Scrolling on the iPhone
Showtime looked good when I first saw it a few weeks ago, and it looks even better today. It looks like a great native iPhone app. It just doesn’t feel like one, and scrolling is the main reason. I also believe that iPhone web app developers need to be careful about creating controls that look like native iPhone controls, but act different. Showtime uses On/Off toggle buttons that look just like the native ones, but the fake web ones can only be activated by tapping them. The real ones can be both tapped and slid. And my observations suggest most iPhone users slide them (including Phil Schiller in an on stage demo). If you have to tap them, better to use checkboxes, I say.

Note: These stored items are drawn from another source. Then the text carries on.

//! TLS pseudorandom function and key schedule (RFC 2246 Section 5,
//! RFC 5246 Section 5).
//!
//! ```text
//! P_hash(secret, seed) = HMAC_hash(secret, A(1) + seed) +
//!                        HMAC_hash(secret, A(2) + seed) + ...
//! A(0) = seed
//! A(i) = HMAC_hash(secret, A(i-1))
//!
//! TLS 1.0/1.1:  PRF = P_MD5(S1, label + seed) XOR P_SHA1(S2, label + seed)
//! TLS 1.2:      PRF = P_SHA256(secret, label + seed)
//! ```
//!
//! S1 and S2 are the first and last `ceil(len / 2)` bytes of the secret;
//! they share the middle byte when the secret length is odd.

use ltls_crypto::{CryptoProvider, HashAlgorithm};
use zeroize::Zeroizing;

use crate::error::{Error, Result};
use crate::protocol::{ProtocolVersion, RANDOM_SIZE};

/// Length of the master secret.
pub const MASTER_SECRET_LENGTH: usize = 48;

/// Length of Finished verify data.
pub const VERIFY_DATA_LENGTH: usize = 12;

/// Label for the master secret derivation.
pub const MASTER_SECRET_LABEL: &[u8] = b"master secret";

/// Label for the key block derivation.
pub const KEY_EXPANSION_LABEL: &[u8] = b"key expansion";

/// Label for the client Finished message.
pub const CLIENT_FINISHED_LABEL: &[u8] = b"client finished";

/// Label for the server Finished message.
pub const SERVER_FINISHED_LABEL: &[u8] = b"server finished";

/// Version-dependent PRF.
pub struct Prf<'a> {
    provider: &'a dyn CryptoProvider,
    version: ProtocolVersion,
}

impl std::fmt::Debug for Prf<'_> {
    fn fmt(&self, f: &mut std::fmt::Formatter<'_>) -> std::fmt::Result {
        f.debug_struct("Prf").field("version", &self.version).finish()
    }
}

impl<'a> Prf<'a> {
    /// Create a PRF for the negotiated version.
    pub fn new(provider: &'a dyn CryptoProvider, version: ProtocolVersion) -> Self {
        Self { provider, version }
    }

    /// Compute `PRF(secret, label, seed)` truncated to `output_len` bytes.
    ///
    /// # Arguments
    /// * `secret` - Secret key material
    /// * `label` - ASCII label, e.g. `b"master secret"`
    /// * `seed` - Seed bytes (usually a concatenation of the randoms)
    /// * `output_len` - Number of bytes to produce
    pub fn compute(
        &self,
        secret: &[u8],
        label: &[u8],
        seed: &[u8],
        output_len: usize,
    ) -> Result<Zeroizing<Vec<u8>>> {
        let mut label_seed = Vec::with_capacity(label.len() + seed.len());
        label_seed.extend_from_slice(label);
        label_seed.extend_from_slice(seed);

        if self.version.uses_sha256_prf() {
            return self.p_hash(HashAlgorithm::Sha256, secret, &label_seed, output_len);
        }

        let half = (secret.len() + 1) / 2;
        let s1 = &secret[..half];
        let s2 = &secret[secret.len() - half..];

        let mut output = self.p_hash(HashAlgorithm::Md5, s1, &label_seed, output_len)?;
        let sha1 = self.p_hash(HashAlgorithm::Sha1, s2, &label_seed, output_len)?;
        for (out, b) in output.iter_mut().zip(sha1.iter()) {
            *out ^= b;
        }
        Ok(output)
    }

    /// `P_hash(secret, seed)` expanded to `output_len` bytes.
    fn p_hash(
        &self,
        algorithm: HashAlgorithm,
        secret: &[u8],
        seed: &[u8],
        output_len: usize,
    ) -> Result<Zeroizing<Vec<u8>>> {
        let mut output = Zeroizing::new(Vec::with_capacity(output_len + algorithm.output_size()));

        // A(0) = seed
        let mut a = Zeroizing::new(seed.to_vec());

        while output.len() < output_len {
            // A(i) = HMAC(secret, A(i-1))
            let mut hmac = self.provider.hmac(algorithm, secret)?;
            hmac.update(&a);
            a = Zeroizing::new(hmac.finalize());

            let mut hmac = self.provider.hmac(algorithm, secret)?;
            hmac.update(&a);
            hmac.update(seed);
            output.extend_from_slice(&hmac.finalize());
        }

        output.truncate(output_len);
        Ok(output)
    }
}

/// Derive the 48-byte master secret.
///
/// `master_secret = PRF(pre_master_secret, "master secret",
///                      client_random + server_random)[0..47]`
pub fn compute_master_secret(
    provider: &dyn CryptoProvider,
    version: ProtocolVersion,
    pre_master_secret: &[u8],
    client_random: &[u8],
    server_random: &[u8],
) -> Result<Zeroizing<Vec<u8>>> {
    if client_random.len() != RANDOM_SIZE || server_random.len() != RANDOM_SIZE {
        return Err(Error::InternalError(format!(
            "randoms must be {} bytes, got {} and {}",
            RANDOM_SIZE,
            client_random.len(),
            server_random.len()
        )));
    }

    let mut seed = [0u8; 2 * RANDOM_SIZE];
    seed[..RANDOM_SIZE].copy_from_slice(client_random);
    seed[RANDOM_SIZE..].copy_from_slice(server_random);

    Prf::new(provider, version).compute(
        pre_master_secret,
        MASTER_SECRET_LABEL,
        &seed,
        MASTER_SECRET_LENGTH,
    )
}

/// Derive the key block.
///
/// Note the seed order: server random first.
pub fn compute_key_block(
    provider: &dyn CryptoProvider,
    version: ProtocolVersion,
    master_secret: &[u8],
    client_random: &[u8],
    server_random: &[u8],
    length: usize,
) -> Result<Zeroizing<Vec<u8>>> {
    let mut seed = Vec::with_capacity(client_random.len() + server_random.len());
    seed.extend_from_slice(server_random);
    seed.extend_from_slice(client_random);

    Prf::new(provider, version).compute(master_secret, KEY_EXPANSION_LABEL, &seed, length)
}

/// Compute Finished verify data over a transcript hash.
///
/// # Arguments
/// * `is_client` - Selects the `"client finished"` or `"server finished"` label
/// * `handshake_hash` - `MD5 + SHA1` of the transcript below TLS 1.2,
///   `SHA256` at TLS 1.2
pub fn compute_verify_data(
    provider: &dyn CryptoProvider,
    version: ProtocolVersion,
    master_secret: &[u8],
    is_client: bool,
    handshake_hash: &[u8],
) -> Result<Zeroizing<Vec<u8>>> {
    let label = if is_client {
        CLIENT_FINISHED_LABEL
    } else {
        SERVER_FINISHED_LABEL
    };
    Prf::new(provider, version).compute(master_secret, label, handshake_hash, VERIFY_DATA_LENGTH)
}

I agree, the scrolling is an issue. I’m going to investigate PastryKit to see how viable this hacked acceleration/fixed positioning is. The toggle is mostly laziness, however—this is certainly possible and I hope to implement in the next week or so. And yes, for those who are curious, this PastryKit research is taking precedence over the Tweetie throwdown, which I’ve been remiss through the moving chaos.
Reader Question: Turning Off Vertical Scrolling
Is there an easy way to disable vertical scrolling via jQTouch. I have an app that doesn’t require any vertical scrolling so I’d like to get rid of the rubberband effect when a user swipes the screen up or down vertically.
This is possible with some general iPhone programming, but do be careful (this will disable swipes as well…). Basically, you should be able to just use:
$('body').bind('touchmove', function(e){e.preventDefault()});
Reader Question: Press-and-hold on an image
Is there a way to support press-and-hold on an image? That would allow saving to iPhone’s Photos Camera Roll.
As you’ve noticed, jQTouch disables text and image selection by default in order to better imitate native apps. There’s a convenience class, however, to remedy this: Just add class="selectable" to the image you’re describing.
The jQTouch Mailing List
For those who haven’t seen, I’ve started a new Google Group dedicated to jQTouch. This is a great place to ask beginner questions, show off your latest app, or discuss mobile web technology in general.
Showtime is a beautiful, simple jQTouch app which keeps track of your favorite TV shows and lets you know when new episodes are available to watch.